### AIM OF THE TASK:
Please filter the entries for the word "output" and copy every line that has it.

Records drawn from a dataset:
▼
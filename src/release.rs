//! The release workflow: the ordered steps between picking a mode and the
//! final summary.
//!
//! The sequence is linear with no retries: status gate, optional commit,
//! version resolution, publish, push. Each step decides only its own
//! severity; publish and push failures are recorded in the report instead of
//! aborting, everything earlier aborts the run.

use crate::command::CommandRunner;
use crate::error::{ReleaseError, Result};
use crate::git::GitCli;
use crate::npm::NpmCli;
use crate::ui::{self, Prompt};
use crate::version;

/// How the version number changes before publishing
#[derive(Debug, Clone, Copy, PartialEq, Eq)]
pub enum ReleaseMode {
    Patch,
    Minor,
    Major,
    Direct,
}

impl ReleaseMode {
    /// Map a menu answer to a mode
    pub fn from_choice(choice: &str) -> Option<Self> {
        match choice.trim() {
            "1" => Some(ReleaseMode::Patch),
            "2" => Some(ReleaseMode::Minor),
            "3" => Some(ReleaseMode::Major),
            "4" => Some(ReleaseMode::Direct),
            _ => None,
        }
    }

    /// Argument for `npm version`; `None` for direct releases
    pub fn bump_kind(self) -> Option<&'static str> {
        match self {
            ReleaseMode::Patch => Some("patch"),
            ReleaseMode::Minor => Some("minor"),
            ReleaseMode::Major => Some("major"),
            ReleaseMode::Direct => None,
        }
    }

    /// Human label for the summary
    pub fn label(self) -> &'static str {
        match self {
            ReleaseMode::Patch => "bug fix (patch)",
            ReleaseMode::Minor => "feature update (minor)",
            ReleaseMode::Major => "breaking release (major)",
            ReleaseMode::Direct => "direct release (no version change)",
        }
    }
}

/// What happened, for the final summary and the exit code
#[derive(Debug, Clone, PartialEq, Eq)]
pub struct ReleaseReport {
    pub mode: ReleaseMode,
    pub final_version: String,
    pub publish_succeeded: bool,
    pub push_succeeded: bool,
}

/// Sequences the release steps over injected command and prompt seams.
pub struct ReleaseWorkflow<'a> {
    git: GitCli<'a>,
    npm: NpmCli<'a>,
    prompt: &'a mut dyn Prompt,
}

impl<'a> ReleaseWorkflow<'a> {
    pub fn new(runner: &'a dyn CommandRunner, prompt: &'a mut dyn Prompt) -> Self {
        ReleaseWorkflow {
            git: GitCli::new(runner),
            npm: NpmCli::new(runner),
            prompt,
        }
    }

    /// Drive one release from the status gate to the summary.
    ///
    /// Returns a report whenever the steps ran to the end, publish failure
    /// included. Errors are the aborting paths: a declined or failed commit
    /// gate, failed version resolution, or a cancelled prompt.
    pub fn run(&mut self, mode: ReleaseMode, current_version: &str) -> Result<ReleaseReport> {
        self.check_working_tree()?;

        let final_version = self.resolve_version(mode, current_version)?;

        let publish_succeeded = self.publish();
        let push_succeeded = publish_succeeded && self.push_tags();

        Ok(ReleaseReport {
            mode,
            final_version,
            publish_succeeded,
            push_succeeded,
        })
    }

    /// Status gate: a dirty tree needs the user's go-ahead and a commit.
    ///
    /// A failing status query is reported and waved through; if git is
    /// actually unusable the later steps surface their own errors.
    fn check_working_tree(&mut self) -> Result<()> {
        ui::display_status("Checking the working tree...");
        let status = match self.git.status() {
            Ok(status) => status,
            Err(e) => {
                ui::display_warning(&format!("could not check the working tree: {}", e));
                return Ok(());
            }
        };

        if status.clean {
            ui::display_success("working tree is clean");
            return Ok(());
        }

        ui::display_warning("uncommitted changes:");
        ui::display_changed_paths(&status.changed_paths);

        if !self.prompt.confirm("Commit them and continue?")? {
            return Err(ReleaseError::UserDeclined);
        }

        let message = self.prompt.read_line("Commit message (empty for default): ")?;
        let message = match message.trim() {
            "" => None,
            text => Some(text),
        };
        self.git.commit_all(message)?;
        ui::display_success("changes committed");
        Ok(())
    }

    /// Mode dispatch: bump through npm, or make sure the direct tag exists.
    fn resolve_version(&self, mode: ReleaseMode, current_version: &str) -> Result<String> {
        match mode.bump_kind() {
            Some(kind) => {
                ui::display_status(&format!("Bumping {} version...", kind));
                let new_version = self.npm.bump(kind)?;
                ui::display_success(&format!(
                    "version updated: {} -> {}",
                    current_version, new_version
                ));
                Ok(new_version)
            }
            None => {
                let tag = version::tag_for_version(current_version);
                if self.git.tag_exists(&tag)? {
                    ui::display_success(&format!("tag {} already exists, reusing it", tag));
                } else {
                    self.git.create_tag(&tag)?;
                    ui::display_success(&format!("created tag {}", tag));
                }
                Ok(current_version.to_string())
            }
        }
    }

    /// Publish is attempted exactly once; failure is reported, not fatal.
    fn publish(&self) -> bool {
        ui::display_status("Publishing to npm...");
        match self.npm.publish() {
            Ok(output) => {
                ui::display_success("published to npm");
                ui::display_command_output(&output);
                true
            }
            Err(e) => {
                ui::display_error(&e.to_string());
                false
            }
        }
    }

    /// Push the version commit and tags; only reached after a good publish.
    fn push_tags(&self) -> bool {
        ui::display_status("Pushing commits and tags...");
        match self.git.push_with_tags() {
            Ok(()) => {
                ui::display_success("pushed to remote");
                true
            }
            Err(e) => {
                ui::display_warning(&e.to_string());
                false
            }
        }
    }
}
▲
▼
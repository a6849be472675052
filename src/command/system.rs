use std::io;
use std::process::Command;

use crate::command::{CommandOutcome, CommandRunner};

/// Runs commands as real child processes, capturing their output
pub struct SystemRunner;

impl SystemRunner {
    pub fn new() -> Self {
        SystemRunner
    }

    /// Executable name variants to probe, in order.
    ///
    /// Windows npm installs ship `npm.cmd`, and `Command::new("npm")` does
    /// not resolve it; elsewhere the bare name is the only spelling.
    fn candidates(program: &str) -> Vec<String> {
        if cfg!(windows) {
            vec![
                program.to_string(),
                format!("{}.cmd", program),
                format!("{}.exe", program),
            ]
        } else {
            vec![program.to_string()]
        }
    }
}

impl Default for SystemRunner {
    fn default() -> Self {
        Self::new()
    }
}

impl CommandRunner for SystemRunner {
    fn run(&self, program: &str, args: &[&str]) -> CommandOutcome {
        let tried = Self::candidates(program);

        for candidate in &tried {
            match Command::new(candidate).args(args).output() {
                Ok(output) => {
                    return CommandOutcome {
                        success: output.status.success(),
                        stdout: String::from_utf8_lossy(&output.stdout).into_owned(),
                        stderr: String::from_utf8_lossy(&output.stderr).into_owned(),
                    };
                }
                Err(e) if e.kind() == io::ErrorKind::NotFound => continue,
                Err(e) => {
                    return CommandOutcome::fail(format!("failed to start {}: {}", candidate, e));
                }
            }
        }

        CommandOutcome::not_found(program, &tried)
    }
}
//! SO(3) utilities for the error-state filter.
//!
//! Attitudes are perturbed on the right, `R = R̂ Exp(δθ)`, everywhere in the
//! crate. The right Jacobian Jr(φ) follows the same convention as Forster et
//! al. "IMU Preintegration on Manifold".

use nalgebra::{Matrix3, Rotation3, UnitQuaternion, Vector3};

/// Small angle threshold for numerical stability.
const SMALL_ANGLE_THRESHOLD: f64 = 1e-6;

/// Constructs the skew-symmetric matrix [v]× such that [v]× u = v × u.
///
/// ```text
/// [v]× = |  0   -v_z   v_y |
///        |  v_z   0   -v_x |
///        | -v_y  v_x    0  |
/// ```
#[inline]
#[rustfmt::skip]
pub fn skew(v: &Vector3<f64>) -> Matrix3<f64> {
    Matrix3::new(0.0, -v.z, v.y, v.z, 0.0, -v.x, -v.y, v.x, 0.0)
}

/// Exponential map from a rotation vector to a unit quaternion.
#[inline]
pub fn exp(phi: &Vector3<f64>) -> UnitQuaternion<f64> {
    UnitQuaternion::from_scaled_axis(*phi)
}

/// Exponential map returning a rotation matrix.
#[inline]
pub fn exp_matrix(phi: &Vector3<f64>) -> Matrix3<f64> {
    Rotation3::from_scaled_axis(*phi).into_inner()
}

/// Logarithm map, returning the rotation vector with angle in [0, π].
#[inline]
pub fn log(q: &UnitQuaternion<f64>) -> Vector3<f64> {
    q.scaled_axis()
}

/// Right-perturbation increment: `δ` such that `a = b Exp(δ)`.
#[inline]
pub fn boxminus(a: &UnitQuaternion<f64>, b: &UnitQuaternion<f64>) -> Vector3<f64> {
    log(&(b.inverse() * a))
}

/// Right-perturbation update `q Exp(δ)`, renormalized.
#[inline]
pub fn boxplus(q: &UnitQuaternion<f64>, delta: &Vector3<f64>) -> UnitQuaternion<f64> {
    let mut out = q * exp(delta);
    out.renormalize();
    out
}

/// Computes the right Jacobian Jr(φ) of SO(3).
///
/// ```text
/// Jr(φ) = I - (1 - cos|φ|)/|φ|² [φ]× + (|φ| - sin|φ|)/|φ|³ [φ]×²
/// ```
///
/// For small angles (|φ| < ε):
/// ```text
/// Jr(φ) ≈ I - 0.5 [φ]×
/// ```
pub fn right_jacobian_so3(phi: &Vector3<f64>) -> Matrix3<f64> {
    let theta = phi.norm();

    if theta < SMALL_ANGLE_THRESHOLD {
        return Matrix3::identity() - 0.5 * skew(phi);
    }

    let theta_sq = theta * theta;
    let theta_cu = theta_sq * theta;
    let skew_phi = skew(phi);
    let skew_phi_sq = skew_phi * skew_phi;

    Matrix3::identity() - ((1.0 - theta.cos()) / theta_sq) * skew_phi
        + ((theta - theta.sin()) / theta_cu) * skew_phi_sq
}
▲
▼
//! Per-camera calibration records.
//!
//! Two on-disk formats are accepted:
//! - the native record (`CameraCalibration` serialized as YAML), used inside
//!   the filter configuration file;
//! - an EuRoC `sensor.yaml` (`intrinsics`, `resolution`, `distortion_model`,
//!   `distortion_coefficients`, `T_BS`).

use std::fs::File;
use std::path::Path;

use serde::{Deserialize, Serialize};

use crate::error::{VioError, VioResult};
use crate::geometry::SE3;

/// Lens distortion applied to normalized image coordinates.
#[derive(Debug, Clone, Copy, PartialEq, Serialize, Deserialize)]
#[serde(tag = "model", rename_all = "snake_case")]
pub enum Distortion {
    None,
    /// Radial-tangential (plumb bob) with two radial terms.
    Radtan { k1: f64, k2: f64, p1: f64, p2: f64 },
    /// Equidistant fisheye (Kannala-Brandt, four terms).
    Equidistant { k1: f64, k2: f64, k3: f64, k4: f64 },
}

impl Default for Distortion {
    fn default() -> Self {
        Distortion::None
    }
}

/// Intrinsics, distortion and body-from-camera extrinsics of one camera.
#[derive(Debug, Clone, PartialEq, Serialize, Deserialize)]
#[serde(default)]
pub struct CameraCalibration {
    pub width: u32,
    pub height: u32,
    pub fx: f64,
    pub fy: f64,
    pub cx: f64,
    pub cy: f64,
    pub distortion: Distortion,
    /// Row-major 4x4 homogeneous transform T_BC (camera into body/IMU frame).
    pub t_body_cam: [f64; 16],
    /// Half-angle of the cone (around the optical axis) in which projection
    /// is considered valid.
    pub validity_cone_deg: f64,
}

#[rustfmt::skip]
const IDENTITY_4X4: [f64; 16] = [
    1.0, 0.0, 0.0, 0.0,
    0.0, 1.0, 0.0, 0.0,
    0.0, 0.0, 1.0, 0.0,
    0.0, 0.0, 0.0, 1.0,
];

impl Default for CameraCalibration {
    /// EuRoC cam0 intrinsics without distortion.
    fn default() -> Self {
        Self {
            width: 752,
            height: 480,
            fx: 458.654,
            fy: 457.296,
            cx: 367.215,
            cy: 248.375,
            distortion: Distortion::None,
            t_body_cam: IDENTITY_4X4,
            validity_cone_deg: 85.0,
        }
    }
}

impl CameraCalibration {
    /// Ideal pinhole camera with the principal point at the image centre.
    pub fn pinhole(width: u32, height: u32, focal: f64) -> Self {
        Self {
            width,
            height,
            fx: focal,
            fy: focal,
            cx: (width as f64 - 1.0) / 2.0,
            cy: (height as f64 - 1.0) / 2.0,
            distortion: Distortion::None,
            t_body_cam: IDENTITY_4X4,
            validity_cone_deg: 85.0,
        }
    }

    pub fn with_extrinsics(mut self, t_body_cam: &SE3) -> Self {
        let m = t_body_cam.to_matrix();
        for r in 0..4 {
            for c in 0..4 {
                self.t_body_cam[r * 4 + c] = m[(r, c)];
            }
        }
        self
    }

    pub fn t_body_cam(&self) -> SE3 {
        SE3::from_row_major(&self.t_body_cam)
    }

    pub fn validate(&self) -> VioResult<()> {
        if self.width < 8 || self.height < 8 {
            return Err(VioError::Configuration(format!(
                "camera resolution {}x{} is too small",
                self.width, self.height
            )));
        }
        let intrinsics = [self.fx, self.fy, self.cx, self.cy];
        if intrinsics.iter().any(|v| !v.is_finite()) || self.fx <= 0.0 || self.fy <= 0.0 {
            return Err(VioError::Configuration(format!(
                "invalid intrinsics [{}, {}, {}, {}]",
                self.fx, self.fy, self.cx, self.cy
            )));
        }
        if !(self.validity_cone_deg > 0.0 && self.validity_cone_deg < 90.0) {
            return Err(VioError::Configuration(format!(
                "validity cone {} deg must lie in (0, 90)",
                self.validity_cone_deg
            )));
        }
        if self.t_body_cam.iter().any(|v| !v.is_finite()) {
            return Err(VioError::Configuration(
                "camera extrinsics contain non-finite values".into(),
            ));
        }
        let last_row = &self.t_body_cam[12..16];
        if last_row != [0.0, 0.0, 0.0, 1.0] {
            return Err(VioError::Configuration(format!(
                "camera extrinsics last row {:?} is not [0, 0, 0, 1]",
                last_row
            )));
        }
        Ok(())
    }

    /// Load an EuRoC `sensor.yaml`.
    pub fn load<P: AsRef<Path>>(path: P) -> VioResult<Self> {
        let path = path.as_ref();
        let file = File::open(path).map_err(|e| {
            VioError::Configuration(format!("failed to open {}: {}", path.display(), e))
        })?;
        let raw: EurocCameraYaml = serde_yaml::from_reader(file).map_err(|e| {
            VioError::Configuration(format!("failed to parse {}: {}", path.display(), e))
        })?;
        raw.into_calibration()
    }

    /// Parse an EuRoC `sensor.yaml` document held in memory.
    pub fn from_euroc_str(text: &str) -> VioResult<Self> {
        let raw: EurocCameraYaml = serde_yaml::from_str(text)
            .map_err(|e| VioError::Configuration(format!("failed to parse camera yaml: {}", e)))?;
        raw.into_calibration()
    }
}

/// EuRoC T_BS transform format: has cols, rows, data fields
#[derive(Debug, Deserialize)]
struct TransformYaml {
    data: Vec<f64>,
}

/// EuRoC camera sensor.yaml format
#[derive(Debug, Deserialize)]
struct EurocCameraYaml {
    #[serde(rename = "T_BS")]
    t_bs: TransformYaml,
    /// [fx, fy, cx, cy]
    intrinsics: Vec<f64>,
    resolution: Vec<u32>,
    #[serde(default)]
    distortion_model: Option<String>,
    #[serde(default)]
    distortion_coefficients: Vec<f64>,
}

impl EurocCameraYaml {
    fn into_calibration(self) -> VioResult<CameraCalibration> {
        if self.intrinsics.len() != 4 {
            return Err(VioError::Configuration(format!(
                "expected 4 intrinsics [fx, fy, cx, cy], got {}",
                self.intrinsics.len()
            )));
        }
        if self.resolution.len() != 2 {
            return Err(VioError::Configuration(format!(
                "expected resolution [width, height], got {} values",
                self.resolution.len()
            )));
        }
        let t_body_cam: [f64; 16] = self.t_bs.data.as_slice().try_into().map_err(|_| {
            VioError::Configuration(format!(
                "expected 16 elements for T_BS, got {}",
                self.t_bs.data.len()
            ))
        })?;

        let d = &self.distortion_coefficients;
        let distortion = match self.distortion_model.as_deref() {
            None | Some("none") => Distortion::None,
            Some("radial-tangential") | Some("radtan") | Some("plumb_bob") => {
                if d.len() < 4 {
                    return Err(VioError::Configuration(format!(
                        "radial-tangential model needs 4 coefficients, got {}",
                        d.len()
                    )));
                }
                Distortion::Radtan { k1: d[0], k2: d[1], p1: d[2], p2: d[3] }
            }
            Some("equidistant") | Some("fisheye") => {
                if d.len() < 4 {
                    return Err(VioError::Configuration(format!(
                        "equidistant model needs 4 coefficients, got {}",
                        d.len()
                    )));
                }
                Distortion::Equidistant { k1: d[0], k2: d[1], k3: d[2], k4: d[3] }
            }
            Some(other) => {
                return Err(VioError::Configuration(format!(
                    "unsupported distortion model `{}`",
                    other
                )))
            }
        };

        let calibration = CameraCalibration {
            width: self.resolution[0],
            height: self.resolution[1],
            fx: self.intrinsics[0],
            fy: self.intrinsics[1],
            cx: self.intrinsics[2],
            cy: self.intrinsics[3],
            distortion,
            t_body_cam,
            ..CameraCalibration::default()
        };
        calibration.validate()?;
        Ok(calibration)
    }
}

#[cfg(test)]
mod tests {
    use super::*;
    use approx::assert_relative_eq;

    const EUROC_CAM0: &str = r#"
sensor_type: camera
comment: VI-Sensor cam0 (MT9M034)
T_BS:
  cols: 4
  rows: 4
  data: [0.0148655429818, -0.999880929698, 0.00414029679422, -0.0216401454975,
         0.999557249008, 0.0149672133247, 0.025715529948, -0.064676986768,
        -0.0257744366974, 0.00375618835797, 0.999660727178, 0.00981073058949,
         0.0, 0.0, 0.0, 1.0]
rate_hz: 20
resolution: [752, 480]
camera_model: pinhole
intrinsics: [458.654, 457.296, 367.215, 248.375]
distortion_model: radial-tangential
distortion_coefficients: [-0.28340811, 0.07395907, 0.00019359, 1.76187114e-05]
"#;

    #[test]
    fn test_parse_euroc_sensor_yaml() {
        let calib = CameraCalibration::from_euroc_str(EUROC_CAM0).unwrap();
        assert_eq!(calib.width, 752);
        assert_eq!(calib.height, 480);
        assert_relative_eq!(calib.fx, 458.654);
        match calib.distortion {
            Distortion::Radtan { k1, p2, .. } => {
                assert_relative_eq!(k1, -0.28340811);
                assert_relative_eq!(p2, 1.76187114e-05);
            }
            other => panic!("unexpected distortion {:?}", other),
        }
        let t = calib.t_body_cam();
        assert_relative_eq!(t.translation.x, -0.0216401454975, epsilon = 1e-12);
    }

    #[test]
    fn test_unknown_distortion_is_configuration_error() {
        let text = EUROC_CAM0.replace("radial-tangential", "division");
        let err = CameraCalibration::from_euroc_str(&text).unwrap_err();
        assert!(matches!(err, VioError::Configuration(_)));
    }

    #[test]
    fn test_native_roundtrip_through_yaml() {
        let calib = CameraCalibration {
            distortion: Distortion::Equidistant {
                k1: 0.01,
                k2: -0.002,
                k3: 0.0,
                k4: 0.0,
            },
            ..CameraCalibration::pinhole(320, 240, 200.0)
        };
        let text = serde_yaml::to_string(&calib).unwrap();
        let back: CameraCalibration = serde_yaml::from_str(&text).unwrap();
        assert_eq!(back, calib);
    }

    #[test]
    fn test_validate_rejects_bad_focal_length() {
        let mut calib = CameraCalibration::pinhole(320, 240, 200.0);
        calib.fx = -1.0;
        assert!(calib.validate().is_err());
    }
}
▲
### SOLVED EXERCISE:
            Ok(output) => {
                ui::display_command_output(&output);
/// Runs commands as real child processes, capturing their output
            match Command::new(candidate).args(args).output() {
                Ok(output) => {
                        success: output.status.success(),
                        stdout: String::from_utf8_lossy(&output.stdout).into_owned(),
                        stderr: String::from_utf8_lossy(&output.stderr).into_owned(),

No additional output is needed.